County Executive Marc Elrich announced Tuesday that he would be allocating $1 million to help nonprofit providers and other organizations to provide abortion and reproductive health services in the county.
Elrich said during a news conference with County Council Member Nancy Navarro and other pro-choice advocates that the money is meant to symbolize that “we are not going to go back to the era of coat hangers” regarding abortion and reproductive health services in the county, state and country.
The money would likely come through a supplemental budget item that the council will vote on approving in the coming weeks.
Navarro and council members unanimously approved a resolution voicing their support for reproductive and abortion services on Tuesday morning. That decision came after a leaked draft opinion shows that the Supreme Court could overturn Roe v. Wade, the landmark decision from 1973 that protects a woman’s right to have an abortion under the U.S. Constitution.
Advocates said during Tuesday’s new conference that the $1 million in county funds would help local providers serve an anticipated increase in demand for abortion and reproductive services from women who may live outside of Maryland. Twenty-six states are likely or certain to ban abortion if the U.S. Supreme Court overturns Roe v. Wade, according to published reports.
Jeannette Feldner, president of the Montgomery County National Organization for Women, said in an interview that she volunteers at a private clinic in Rockville that provides reproductive services. She says the county money can be used to help train nurse practitioners, physician assistants and others who haven’t been able to provide abortions before. She said she expects that demand will increase as women fly in from states who don’t have access to abortion and reproductive services.
“People coming from other states and then women in our own state are going … to be in competition for time,” Feldner said. “So the more providers we have, the better.”
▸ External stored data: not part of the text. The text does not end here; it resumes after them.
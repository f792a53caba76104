//! Error types for Webmark.
//!
//! Library crates use [`WebmarkError`] via `thiserror`.
//! The CLI wraps this with `color-eyre` for rich diagnostics.

use std::path::PathBuf;

/// Top-level error type for all Webmark operations.
#[derive(Debug, thiserror::Error)]
pub enum WebmarkError {
    /// Timeout, DNS/connect failure, or a non-success HTTP status.
    #[error("network error: {message}")]
    Network { message: String },

    /// Malformed HTML, JSON or YAML.
    #[error("parse error: {message}")]
    Parse { message: String },

    /// An API description failed schema or structural checks.
    #[error("validation error: {message}")]
    Validation { message: String },

    /// Extracted content is shorter than the configured minimum.
    #[error("content too short: {length} characters (minimum {minimum})")]
    ContentLength { length: usize, minimum: usize },

    /// The headless browser session could not be started.
    #[error("browser init error: {0}")]
    BrowserInit(String),

    /// All retry attempts failed; carries the last underlying cause.
    #[error("failed after {attempts} attempts: {source}")]
    RetryExhausted {
        attempts: u32,
        #[source]
        source: Box<WebmarkError>,
    },

    /// A rate limiter rejected a request it can never (or not soon enough) admit.
    #[error("rate limit error: {0}")]
    RateLimit(String),

    /// A limiter or session was used after it was shut down.
    #[error("{0} is closed")]
    Closed(&'static str),

    /// The URL could not be parsed or uses an unsupported scheme.
    #[error("invalid URL {url}: {reason}")]
    InvalidUrl { url: String, reason: String },

    /// Configuration loading or validation error.
    #[error("config error: {message}")]
    Config { message: String },

    /// Filesystem I/O error.
    #[error("I/O error at {path:?}: {source}")]
    Io {
        path: PathBuf,
        source: std::io::Error,
    },

    /// Outermost pipeline error naming the URL and the underlying cause.
    #[error("{url}: {source}")]
    Fetch {
        url: String,
        #[source]
        source: Box<WebmarkError>,
    },
}

/// Convenience alias used throughout the codebase.
pub type Result<T> = std::result::Result<T, WebmarkError>;

impl WebmarkError {
    /// Create a network error from any displayable message.
    pub fn network(msg: impl Into<String>) -> Self {
        Self::Network {
            message: msg.into(),
        }
    }

    /// Create a parse error from any displayable message.
    pub fn parse(msg: impl Into<String>) -> Self {
        Self::Parse {
            message: msg.into(),
        }
    }

    /// Create a validation error from any displayable message.
    pub fn validation(msg: impl Into<String>) -> Self {
        Self::Validation {
            message: msg.into(),
        }
    }

    /// Create a config error from any displayable message.
    pub fn config(msg: impl Into<String>) -> Self {
        Self::Config {
            message: msg.into(),
        }
    }

    /// Create an invalid-URL error.
    pub fn invalid_url(url: impl Into<String>, reason: impl Into<String>) -> Self {
        Self::InvalidUrl {
            url: url.into(),
            reason: reason.into(),
        }
    }

    /// Wrap a `std::io::Error` with a path for context.
    pub fn io(path: impl Into<PathBuf>, source: std::io::Error) -> Self {
        Self::Io {
            path: path.into(),
            source,
        }
    }

    /// Attach the URL being processed. Already-attributed errors are left alone.
    pub fn at(self, url: impl Into<String>) -> Self {
        match self {
            Self::Fetch { .. } => self,
            other => Self::Fetch {
                url: url.into(),
                source: Box::new(other),
            },
        }
    }

    /// Whether retrying the same operation could plausibly succeed.
    pub fn is_transient(&self) -> bool {
        match self {
            Self::Network { .. } | Self::BrowserInit(_) => true,
            Self::Fetch { source, .. } => source.is_transient(),
            _ => false,
        }
    }

    /// Number of attempts made, when the error came out of a retry loop.
    pub fn attempts(&self) -> Option<u32> {
        match self {
            Self::RetryExhausted { attempts, .. } => Some(*attempts),
            Self::Fetch { source, .. } => source.attempts(),
            _ => None,
        }
    }
}
//! Decide whether fetched content is an API description document.

use std::sync::LazyLock;

use regex::Regex;
use url::Url;

/// Why a document was recognised as an API description.
#[derive(Debug, Clone, Copy, PartialEq, Eq)]
pub enum DetectionReason {
    /// Declared content type is JSON or YAML.
    ContentType,
    /// URL path ends in `.json`, `.yaml` or `.yml`.
    UrlExtension,
    /// The body declares an `openapi` version key.
    VersionDeclaration,
    /// `swagger` appears together with a top-level `paths`, `definitions` or
    /// `info` key.
    KeywordEvidence,
}

static OPENAPI_KEY_RE: LazyLock<Regex> = LazyLock::new(|| {
    Regex::new(r#"(?m)(?:^|[{,\s])["']?openapi["']?\s*:"#).expect("valid regex")
});

static STRUCTURE_KEY_RE: LazyLock<Regex> = LazyLock::new(|| {
    Regex::new(r#"(?m)(?:^|[{,\s])["']?(?:paths|definitions|info)["']?\s*:"#)
        .expect("valid regex")
});

/// Checks run in order; the first that matches is returned.
pub fn detect(content: &str, content_type: Option<&str>, url: &str) -> Option<DetectionReason> {
    if content_type.is_some_and(is_structured_mime) {
        return Some(DetectionReason::ContentType);
    }
    if has_structured_extension(url) {
        return Some(DetectionReason::UrlExtension);
    }
    if OPENAPI_KEY_RE.is_match(content) {
        return Some(DetectionReason::VersionDeclaration);
    }
    if content.to_ascii_lowercase().contains("swagger") && STRUCTURE_KEY_RE.is_match(content) {
        return Some(DetectionReason::KeywordEvidence);
    }
    None
}

fn is_structured_mime(content_type: &str) -> bool {
    let mime = content_type
        .split(';')
        .next()
        .unwrap_or_default()
        .trim()
        .to_ascii_lowercase();
    mime.ends_with("json") || mime.ends_with("yaml") || mime.ends_with("yml")
}

fn has_structured_extension(url: &str) -> bool {
    let path = match Url::parse(url) {
        Ok(parsed) => parsed.path().to_ascii_lowercase(),
        Err(_) => url
            .split(['?', '#'])
            .next()
            .unwrap_or_default()
            .to_ascii_lowercase(),
    };
    [".json", ".yaml", ".yml"].iter().any(|ext| path.ends_with(ext))
}

#[cfg(test)]
mod tests {
    use super::*;

    const PAGE: &str = "https://example.com/docs";

    #[test]
    fn content_type_wins_first() {
        assert_eq!(
            detect("{}", Some("application/json; charset=utf-8"), PAGE),
            Some(DetectionReason::ContentType)
        );
        assert_eq!(
            detect("a: 1", Some("application/x-yaml"), PAGE),
            Some(DetectionReason::ContentType)
        );
        assert_eq!(detect("<html></html>", Some("text/html"), PAGE), None);
    }

    #[test]
    fn url_extension_ignores_query() {
        assert_eq!(
            detect("", None, "https://api.example.com/v1/openapi.yaml?ref=main"),
            Some(DetectionReason::UrlExtension)
        );
        assert_eq!(
            detect("", None, "https://example.com/spec.JSON"),
            Some(DetectionReason::UrlExtension)
        );
        assert_eq!(detect("", None, "https://example.com/json/page"), None);
    }

    #[test]
    fn openapi_declaration_in_json_and_yaml() {
        let json = r#"{"openapi":"3.0.0","info":{"title":"T","version":"1.0"},"paths":{"/a":{"get":{}}}}"#;
        assert_eq!(
            detect(json, None, PAGE),
            Some(DetectionReason::VersionDeclaration)
        );
        assert_eq!(
            detect("openapi: 3.1.0\ninfo:\n  title: T\n", None, PAGE),
            Some(DetectionReason::VersionDeclaration)
        );
    }

    #[test]
    fn swagger_detected_by_keyword_evidence() {
        let yaml = "swagger: \"2.0\"\ninfo:\n  title: Pets\n  version: \"1\"\npaths:\n  /pets:\n    get: {}\ndefinitions:\n  Pet:\n    type: object\n";
        assert_eq!(
            detect(yaml, None, PAGE),
            Some(DetectionReason::KeywordEvidence)
        );
    }

    #[test]
    fn prose_mentioning_openapi_is_not_detected() {
        assert_eq!(
            detect("<p>We love openapi and swagger tooling.</p>", None, PAGE),
            None
        );
    }
}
It may turn out to be a good thing that the Roe v. Wade draft opinion was leaked because it allows providers and advocates time to prepare, she added.
Del. Ariana Kelly (D-Bethesda) has been working on health care issues — including reproductive and abortion services — in Annapolis for years. Kelly said in an interview that the county money will help the local provider network, which is already under considerable pressure.
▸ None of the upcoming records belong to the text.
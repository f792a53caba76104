//! Validation of parsed API descriptions.
//!
//! OpenAPI 3.x documents are first deserialized into the typed
//! [`openapiv3::OpenAPI`] model. When that fails, or for Swagger 2.x, a set
//! of structural checks decides validity instead. Problems are reported, never
//! raised.

use serde_json::Value;
use tracing::debug;

/// Outcome of validating one document.
#[derive(Debug, Clone, Default, PartialEq, Eq)]
pub struct Validation {
    pub is_valid: bool,
    pub errors: Vec<String>,
    /// True when the typed OpenAPI model accepted the document.
    pub strict: bool,
}

pub fn validate(spec: &Value) -> Validation {
    if is_openapi_3(spec) {
        match serde_json::from_value::<openapiv3::OpenAPI>(spec.clone()) {
            Ok(_) => {
                return Validation {
                    is_valid: true,
                    errors: Vec::new(),
                    strict: true,
                };
            }
            Err(e) => debug!(error = %e, "typed OpenAPI model rejected document"),
        }
    }

    let errors = structural_errors(spec);
    Validation {
        is_valid: errors.is_empty(),
        errors,
        strict: false,
    }
}

fn is_openapi_3(spec: &Value) -> bool {
    spec.get("openapi")
        .and_then(Value::as_str)
        .is_some_and(|v| v.starts_with("3."))
}

fn structural_errors(spec: &Value) -> Vec<String> {
    let mut errors = Vec::new();

    let declared = ["openapi", "swagger"]
        .iter()
        .any(|key| spec.get(key).is_some_and(|v| v.is_string() || v.is_number()));
    if !declared {
        errors.push("missing version declaration (openapi or swagger)".to_string());
    }

    let info = spec.get("info");
    if !info.and_then(|i| i.get("title")).is_some_and(non_empty_string) {
        errors.push("missing info.title".to_string());
    }
    if !info.and_then(|i| i.get("version")).is_some_and(non_empty_scalar) {
        errors.push("missing info.version".to_string());
    }

    errors
}

fn non_empty_string(v: &Value) -> bool {
    v.as_str().is_some_and(|s| !s.trim().is_empty())
}

fn non_empty_scalar(v: &Value) -> bool {
    non_empty_string(v) || v.is_number()
}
“We make investments all the time in health care,” Kelly said. “And this investment is an indication that we’re going to treat abortion care like health care.”
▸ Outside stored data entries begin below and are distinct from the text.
//! The process-wide memory system: buddy zones plus the cache registry
//! behind one explicit context object.

use alloc::string::String;
use alloc::vec::Vec;

use kspin::SpinNoIrq;

#[cfg(feature = "log")]
use log::info;

use crate::buddy::{BuddyAllocator, MemoryBank, ZoneStats};
use crate::slab::cache::{CacheStats, ObjectCtor};
use crate::slab::registry::CacheRegistry;
use crate::slab::{CacheFlags, CacheRef};
use crate::{AllocError, AllocPolicy, AllocResult, ReclaimHook, PAGE_SIZE};

/// Largest size served by the general caches; bigger requests fall back to
/// raw page runs.
const MAX_CLASS_SIZE: usize = 131072;

/// Retry cap for the front door's own reclaim loop around cache operations.
const MAX_RECLAIM_RETRIES: usize = 3;

/// Owner of both allocator layers.
///
/// Created once with the CPU count, seeded once with the bootstrap memory
/// banks, then shared immutably. Every lock in the system lives below this
/// struct, so callers never see a blocking call made while one is held: the
/// slab path is entered with `WAIT` stripped, and the reclaim retry loop
/// here runs lock-free between attempts.
pub struct MemorySystem {
    buddy: BuddyAllocator,
    registry: SpinNoIrq<CacheRegistry>,
    reclaim: Option<&'static dyn ReclaimHook>,
    initialized: bool,
}

impl MemorySystem {
    pub fn new(num_cpus: usize) -> Self {
        let num_cpus = num_cpus.max(1);
        Self {
            buddy: BuddyAllocator::new(num_cpus),
            registry: SpinNoIrq::new(CacheRegistry::new(num_cpus)),
            reclaim: None,
            initialized: false,
        }
    }

    /// Seed the zones from the bootstrap collaborator's bank list and create
    /// the general size-class caches. Callable once.
    pub fn init(&mut self, banks: &[MemoryBank]) -> AllocResult {
        if self.initialized || banks.is_empty() {
            return Err(AllocError::InvalidParam);
        }
        for bank in banks {
            self.buddy.add_zone(*bank)?;
        }
        self.registry.lock().create_general_caches()?;
        self.initialized = true;
        info!(
            "memory system up: {} zones, {} pages free",
            self.buddy.zone_count(),
            self.buddy.free_page_total()
        );
        Ok(())
    }

    /// Wire in the reclaim collaborator for both layers.
    pub fn set_reclaim_hook(&mut self, hook: &'static dyn ReclaimHook) {
        self.reclaim = Some(hook);
        self.buddy.set_reclaim_hook(hook);
    }

    pub fn num_cpus(&self) -> usize {
        self.buddy.num_cpus()
    }

    pub fn buddy(&self) -> &BuddyAllocator {
        &self.buddy
    }

    // ---- page interface ---------------------------------------------------

    pub fn allocate_pages(&self, order: usize, policy: AllocPolicy, cpu: usize) -> AllocResult<usize> {
        self.buddy.allocate_pages(order, policy, cpu)
    }

    pub fn free_pages(&self, addr: usize, order: usize, policy: AllocPolicy, cpu: usize) -> AllocResult {
        self.buddy.free_pages(addr, order, policy, cpu)
    }

    // ---- object interface -------------------------------------------------

    pub fn create_cache(
        &self,
        name: &str,
        size: usize,
        align: usize,
        flags: CacheFlags,
        ctor: Option<ObjectCtor>,
        dtor: Option<ObjectCtor>,
    ) -> AllocResult<CacheRef> {
        self.registry
            .lock()
            .create(String::from(name), size, align, flags, ctor, dtor)
    }

    /// Allocate one object from `cache`.
    ///
    /// The cache itself never sleeps: growth runs with `WAIT` stripped, and
    /// on exhaustion this method drops every lock, asks the reclaim hook for
    /// pages, and retries.
    pub fn cache_allocate(
        &self,
        cache: &CacheRef,
        policy: AllocPolicy,
        cpu: usize,
    ) -> AllocResult<usize> {
        if policy.contains(AllocPolicy::WAIT) && policy.contains(AllocPolicy::HIGH) {
            return Err(AllocError::InvalidParam);
        }
        // Slab bookkeeping is walked through direct addresses, so slabs
        // never live in high memory.
        let inner = policy - AllocPolicy::WAIT - AllocPolicy::HIGHMEM;

        match cache.lock().alloc(&self.buddy, inner, cpu) {
            Ok(obj) => return Ok(obj),
            Err(AllocError::NoMemory) => {}
            Err(e) => return Err(e),
        }

        if policy.contains(AllocPolicy::WAIT) {
            if let Some(hook) = self.reclaim {
                let mut attempts = 0;
                loop {
                    let freed = hook.try_to_free_pages(policy);
                    attempts += 1;
                    match cache.lock().alloc(&self.buddy, inner, cpu) {
                        Ok(obj) => return Ok(obj),
                        Err(AllocError::NoMemory) => {}
                        Err(e) => return Err(e),
                    }
                    if policy.contains(AllocPolicy::NO_RETRY) || freed == 0 {
                        break;
                    }
                    if attempts >= MAX_RECLAIM_RETRIES && !policy.contains(AllocPolicy::NO_FAIL) {
                        break;
                    }
                }
            }
        }
        Err(AllocError::NoMemory)
    }

    pub fn cache_free(&self, cache: &CacheRef, ptr: usize, cpu: usize) -> AllocResult {
        cache.lock().free(&self.buddy, ptr, cpu)
    }

    /// Fails `Busy` while objects are outstanding.
    pub fn destroy_cache(&self, cache: &CacheRef) -> AllocResult {
        self.registry.lock().destroy(cache, &self.buddy)
    }

    /// Release every freeable page of `cache`; returns the slabs still
    /// holding objects.
    pub fn shrink_cache(&self, cache: &CacheRef) -> AllocResult<usize> {
        cache.lock().shrink(&self.buddy)
    }

    // ---- byte convenience interface ---------------------------------------

    /// Size-class routed allocation; above the largest class this falls back
    /// to a raw page run.
    pub fn allocate_bytes(&self, size: usize, policy: AllocPolicy, cpu: usize) -> AllocResult<usize> {
        if size == 0 {
            return Err(AllocError::InvalidParam);
        }
        if size > MAX_CLASS_SIZE {
            return self.allocate_pages(order_for_bytes(size)?, policy, cpu);
        }
        let cache = match self.registry.lock().class_for(size) {
            Some(c) => c.clone(),
            None => return Err(AllocError::InvalidParam),
        };
        self.cache_allocate(&cache, policy, cpu)
    }

    /// Free a byte allocation. `size` must be the size it was requested with.
    pub fn free_bytes(&self, ptr: usize, size: usize, cpu: usize) -> AllocResult {
        if size == 0 {
            return Err(AllocError::InvalidParam);
        }
        if size > MAX_CLASS_SIZE {
            return self.free_pages(ptr, order_for_bytes(size)?, AllocPolicy::empty(), cpu);
        }
        let cache = match self.registry.lock().class_for(size) {
            Some(c) => c.clone(),
            None => return Err(AllocError::InvalidParam),
        };
        self.cache_free(&cache, ptr, cpu)
    }

    // ---- housekeeping and diagnostics -------------------------------------

    /// One periodic housekeeping pass over at most `budget` caches.
    pub fn reap(&self, budget: usize) -> AllocResult<usize> {
        self.registry.lock().reap(&self.buddy, budget)
    }

    /// Flush one CPU's object arrays and page stashes (offline path).
    pub fn drain_cpu(&self, cpu: usize) -> AllocResult {
        self.registry.lock().drain_cpu(&self.buddy, cpu)?;
        self.buddy.drain_cpu(cpu)
    }

    pub fn zone_stats(&self) -> Vec<ZoneStats> {
        self.buddy.zone_stats()
    }

    pub fn cache_stats(&self) -> Vec<CacheStats> {
        self.registry.lock().stats()
    }
}

/// Smallest order whose run holds `size` bytes. Sizes beyond the largest
/// run are rejected rather than rounded down: a short run would let the
/// caller scribble past pages it owns.
fn order_for_bytes(size: usize) -> AllocResult<usize> {
    if size > PAGE_SIZE << (crate::MAX_ORDER - 1) {
        return Err(AllocError::InvalidParam);
    }
    let pages = size.div_ceil(PAGE_SIZE);
    Ok(pages.next_power_of_two().trailing_zeros() as usize)
}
Kelly said demand has already caused delays in other parts of the country, where laws have been enacted to restrict abortions. In states next to Texas, wait times have increased to as much as 20 days, she added.
Last year, the Texas state legislature passed legislation that bans most abortions after six weeks of pregnancy, or after an ultrasound detects cardiac activity in an embryo. There are only exceptions for medical emergencies, according to news reports.
In the Midwest, the wait is as long as four to six weeks, Kelly said. Maryland providers haven’t experienced such delays, but could see longer wait times if demand increases, she added. The pressure on providers could be more pronounced near major airports, Kelly said.
State lawmakers passed a law that provides for $3.5 million for provider training annually, but Gov. Larry Hogan (R) has held up that money, leading to Democrats including Kelly to call on him to release it.
That money could train hundreds of providers, Kelly said. She hopes that other states also invest money because Maryland’s providers cannot handle all of the demand for services if Roe v. Wade is overturned.
But the $1 million is a good start, the delegate said.
“It’s very important that Montgomery County is doing this today because we are an overwhelmingly pro-choice jurisdiction,” Kelly said. “And we need to stand up and make this statement.”